Schat u de kans groot dat de nieuwe generatie politici dit probleem gaat inzien? Of heeft u daar weinig vertrouwen in?
“Ik heb onlangs kennis gemaakt met de nieuwe woordvoerders van de partijen en het voelde anders dan voorgaande jaren. Een groot deel van de inhoud van de Kamer is veranderd en oude gewoontes worden niet meer in stand gehouden. Ik verwacht om die reden inderdaad dat veel jonge politici er met een frisse blik naar kijken en ervoor willen zorgen dat er alleen nog bedrijven bestaan die iets toevoegen aan de samenleving. Dat kun je voor vrijwel elk bedrijf zeggen, behalve voor bedrijven in de tabaksindustrie.”
Het gebeurt vaak dat er een tijd lang veel aandacht is voor een maatschappelijk probleem, maar dat die aandacht vervolgens verslapt. Wat gaat er volgens u voor zorgen dat de algemene opinie over sigaretten voor eens en voor altijd verandert in ‘roken is voor ons allemaal te schadelijk en er moet massaal mee worden gestopt’?

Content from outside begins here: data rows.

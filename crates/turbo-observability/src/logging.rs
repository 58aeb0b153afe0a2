//! Structured logging with card context.

use std::collections::HashMap;
use std::fmt;
use std::str::FromStr;
use std::sync::{Arc, Mutex};
use std::time::Instant;

use serde::{Deserialize, Serialize};

/// Log level for structured logs.
#[derive(Debug, Clone, Copy, PartialEq, Eq, PartialOrd, Ord, Serialize, Deserialize, Default)]
#[serde(rename_all = "lowercase")]
pub enum LogLevel {
    Trace,
    Debug,
    #[default]
    Info,
    Warn,
    Error,
}

impl fmt::Display for LogLevel {
    fn fmt(&self, f: &mut fmt::Formatter<'_>) -> fmt::Result {
        match self {
            Self::Trace => write!(f, "TRACE"),
            Self::Debug => write!(f, "DEBUG"),
            Self::Info => write!(f, "INFO"),
            Self::Warn => write!(f, "WARN"),
            Self::Error => write!(f, "ERROR"),
        }
    }
}

impl FromStr for LogLevel {
    type Err = String;

    fn from_str(s: &str) -> Result<Self, Self::Err> {
        match s.to_lowercase().as_str() {
            "trace" => Ok(Self::Trace),
            "debug" => Ok(Self::Debug),
            "info" => Ok(Self::Info),
            "warn" | "warning" => Ok(Self::Warn),
            "error" => Ok(Self::Error),
            other => Err(format!("unknown log level: {}", other)),
        }
    }
}

/// Output format for logs.
#[derive(Debug, Clone, Copy, PartialEq, Eq, Serialize, Deserialize, Default)]
#[serde(rename_all = "lowercase")]
pub enum LogFormat {
    /// JSON format (for production/log aggregation).
    #[default]
    Json,
    /// Human-readable format (for development).
    Human,
}

/// Identifies the card instance that produced a log entry.
#[derive(Debug, Clone, PartialEq, Eq, Default)]
pub struct CardContext {
    /// Identifier of the bound product.
    pub product_id: String,
    /// Display name of the bound product, if known.
    pub product_name: Option<String>,
}

impl CardContext {
    pub fn new(product_id: impl Into<String>) -> Self {
        Self {
            product_id: product_id.into(),
            product_name: None,
        }
    }

    pub fn with_name(mut self, name: impl Into<String>) -> Self {
        self.product_name = Some(name.into());
        self
    }
}

/// A structured log entry.
#[derive(Debug, Clone, Serialize)]
pub struct LogEntry {
    /// Log level.
    pub level: LogLevel,
    /// Log message.
    pub message: String,
    /// Product the card is bound to.
    pub product_id: String,
    /// Product display name.
    #[serde(skip_serializing_if = "Option::is_none")]
    pub product_name: Option<String>,
    /// Additional structured fields.
    #[serde(flatten)]
    pub fields: HashMap<String, serde_json::Value>,
    /// Microseconds since the logger was created.
    #[serde(skip_serializing_if = "Option::is_none")]
    pub elapsed_us: Option<u64>,
}

impl LogEntry {
    /// Format as JSON string.
    pub fn to_json(&self) -> String {
        serde_json::to_string(self).unwrap_or_else(|_| self.message.clone())
    }

    /// Format as human-readable string.
    pub fn to_human(&self) -> String {
        let mut s = format!("[{}] {} product={}", self.level, self.message, self.product_id);

        if let Some(elapsed) = self.elapsed_us {
            s.push_str(&format!(" ({}us)", elapsed));
        }

        if !self.fields.is_empty() {
            s.push_str(" | ");
            let mut fields: Vec<String> = self
                .fields
                .iter()
                .map(|(k, v)| format!("{}={}", k, v))
                .collect();
            fields.sort();
            s.push_str(&fields.join(" "));
        }

        s
    }

    /// Look up a field value by key.
    pub fn field(&self, key: &str) -> Option<&serde_json::Value> {
        self.fields.get(key)
    }
}

/// In-memory log sink.
///
/// Cloning shares the underlying buffer, so a capture handed to a logger
/// can be inspected afterwards.
#[derive(Debug, Clone, Default)]
pub struct LogCapture {
    entries: Arc<Mutex<Vec<LogEntry>>>,
}

impl LogCapture {
    pub fn new() -> Self {
        Self::default()
    }

    fn push(&self, entry: LogEntry) {
        if let Ok(mut entries) = self.entries.lock() {
            entries.push(entry);
        }
    }

    /// Snapshot of everything captured so far.
    pub fn entries(&self) -> Vec<LogEntry> {
        self.entries
            .lock()
            .map(|entries| entries.clone())
            .unwrap_or_default()
    }

    /// Captured entries with the given message.
    pub fn with_message(&self, message: &str) -> Vec<LogEntry> {
        self.entries()
            .into_iter()
            .filter(|e| e.message == message)
            .collect()
    }

    pub fn clear(&self) {
        if let Ok(mut entries) = self.entries.lock() {
            entries.clear();
        }
    }
}

/// Structured logger with card context.
///
/// Every entry carries the bound product so logs from many cards on one
/// listing page can be told apart.
#[derive(Debug, Clone)]
pub struct StructuredLogger {
    context: CardContext,
    start_time: Option<Instant>,
    min_level: LogLevel,
    format: LogFormat,
    capture: Option<LogCapture>,
}

impl StructuredLogger {
    /// Create a new logger for a card.
    pub fn new(context: CardContext) -> Self {
        Self {
            context,
            start_time: start_instant(),
            min_level: LogLevel::Info,
            format: LogFormat::Json,
            capture: None,
        }
    }

    /// Set minimum log level.
    pub fn with_min_level(mut self, level: LogLevel) -> Self {
        self.min_level = level;
        self
    }

    /// Set output format.
    pub fn with_format(mut self, format: LogFormat) -> Self {
        self.format = format;
        self
    }

    /// Send entries to an in-memory capture instead of stderr.
    pub fn with_capture(mut self, capture: LogCapture) -> Self {
        self.capture = Some(capture);
        self
    }

    /// Replace the card context, e.g. after the card is rebound.
    pub fn set_context(&mut self, context: CardContext) {
        self.context = context;
    }

    /// Get the card context.
    pub fn context(&self) -> &CardContext {
        &self.context
    }

    /// Minimum level that will be emitted.
    pub fn min_level(&self) -> LogLevel {
        self.min_level
    }

    /// Log at debug level.
    pub fn debug(&self, message: &str) {
        self.log(LogLevel::Debug, message, HashMap::new());
    }

    /// Log at info level.
    pub fn info(&self, message: &str) {
        self.log(LogLevel::Info, message, HashMap::new());
    }

    /// Log at warn level.
    pub fn warn(&self, message: &str) {
        self.log(LogLevel::Warn, message, HashMap::new());
    }

    fn log(&self, level: LogLevel, message: &str, fields: HashMap<String, serde_json::Value>) {
        if level < self.min_level {
            return;
        }

        let entry = LogEntry {
            level,
            message: message.to_string(),
            product_id: self.context.product_id.clone(),
            product_name: self.context.product_name.clone(),
            fields,
            elapsed_us: self.start_time.map(|t| t.elapsed().as_micros() as u64),
        };

        if let Some(capture) = &self.capture {
            capture.push(entry);
            return;
        }

        let output = match self.format {
            LogFormat::Json => entry.to_json(),
            LogFormat::Human => entry.to_human(),
        };

        eprintln!("{}", output);
    }
}

// `Instant::now` panics on wasm32-unknown-unknown.
#[cfg(not(target_arch = "wasm32"))]
fn start_instant() -> Option<Instant> {
    Some(Instant::now())
}

#[cfg(target_arch = "wasm32")]
fn start_instant() -> Option<Instant> {
    None
}

/// Builder for log entries with fluent API.
pub struct LogBuilder<'a> {
    logger: &'a StructuredLogger,
    level: LogLevel,
    message: String,
    fields: HashMap<String, serde_json::Value>,
}

impl<'a> LogBuilder<'a> {
    /// Create a new log builder.
    pub fn new(logger: &'a StructuredLogger, level: LogLevel, message: impl Into<String>) -> Self {
        Self {
            logger,
            level,
            message: message.into(),
            fields: HashMap::new(),
        }
    }

    /// Add a string field.
    pub fn field(mut self, key: &str, value: impl Into<String>) -> Self {
        self.fields
            .insert(key.to_string(), serde_json::json!(value.into()));
        self
    }

    /// Add an integer field.
    pub fn field_i64(mut self, key: &str, value: i64) -> Self {
        self.fields.insert(key.to_string(), serde_json::json!(value));
        self
    }

    /// Add a float field. Non-finite values are recorded as strings.
    pub fn field_f64(mut self, key: &str, value: f64) -> Self {
        let value = if value.is_finite() {
            serde_json::json!(value)
        } else {
            serde_json::json!(value.to_string())
        };
        self.fields.insert(key.to_string(), value);
        self
    }

    /// Add a boolean field.
    pub fn field_bool(mut self, key: &str, value: bool) -> Self {
        self.fields.insert(key.to_string(), serde_json::json!(value));
        self
    }

    /// Emit the log entry.
    pub fn emit(self) {
        self.logger.log(self.level, &self.message, self.fields);
    }
}

impl StructuredLogger {
    /// Start building an info log entry.
    pub fn info_builder(&self, message: impl Into<String>) -> LogBuilder<'_> {
        LogBuilder::new(self, LogLevel::Info, message)
    }

    /// Start building a warn log entry.
    pub fn warn_builder(&self, message: impl Into<String>) -> LogBuilder<'_> {
        LogBuilder::new(self, LogLevel::Warn, message)
    }

    /// Start building a debug log entry.
    pub fn debug_builder(&self, message: impl Into<String>) -> LogBuilder<'_> {
        LogBuilder::new(self, LogLevel::Debug, message)
    }
}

“Er worden steeds meer rookvrije plekken gecreëerd door verschillende stichtingen en organisaties, ( KWF, Hartstichting, Longfonds dat helpt al enorm ). Als we ons activisme en de ontstane nabestaandenbeweging daarbij optellen, zijn we al helemaal goed op weg. We zijn nu van plan om de strafzaak die Ficq voor ons gevoerd heeft nieuw leven in te blazen en hem te gebruiken om de gevolgen van roken in de maatschappij te laten zien. We moeten ervoor zorgen dat mensen krachten gaan bundelen en dat we door de schaamte ( van eigen schuld) heen breken. Zowel het aanhoudende activisme als het ontstane algemeen bewustzijn spelen een belangrijke rol bij het definitief veranderen van de mening die het grote publiek over roken heeft.”
Tot slot: heeft u nog een boodschap voor de lezers van het interview?
“Ik zou graag zien dat iedereen zich aansluit bij de Sick of Smoking-beweging. Wie is er inde maatschappij niet geraakt door de tabaksindustrie? Ook hoop ik dat steeds meer mensen gaan nadenken over de familie, vrienden en kennissen die ze aan tabak hebben verloren en over de mate waarin er ‘vrijheid’ beoefend wordt met roken. Hopelijk ontstaat er dan meer bewustzijn.”